# PROBLEM DESCRIPTION
Print out the whole listing below exactly as it is written.

Segment Start: DATASET RECORDS

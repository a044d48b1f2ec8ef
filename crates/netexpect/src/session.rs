//! Interactive device sessions.
//!
//! The submodules split the engine along its phases: the core handle and
//! buffer management, prompt detection, login negotiation, command
//! execution, and lifecycle (connect/close).

mod command;
mod handle;
mod lifecycle;
mod login;
mod prompt;

pub use command::CommandReply;
pub use handle::Session;
#[cfg(unix)]
pub use lifecycle::connect;
pub use lifecycle::{BoxedSession, NullTransport, Transport};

Segment End: DATASET RECORDS

# TASK RESULT
repository a044d48b1f2ec8ef
filename crates/netexpect/src/session.rs
//! Interactive device sessions.
//!
//! The submodules split the engine along its phases: the core handle and
//! buffer management, prompt detection, login negotiation, command
//! execution, and lifecycle (connect/close).

mod command;
mod handle;
mod lifecycle;
mod login;
mod prompt;

pub use command::CommandReply;
pub use handle::Session;
#[cfg(unix)]
pub use lifecycle::connect;
pub use lifecycle::{BoxedSession, NullTransport, Transport};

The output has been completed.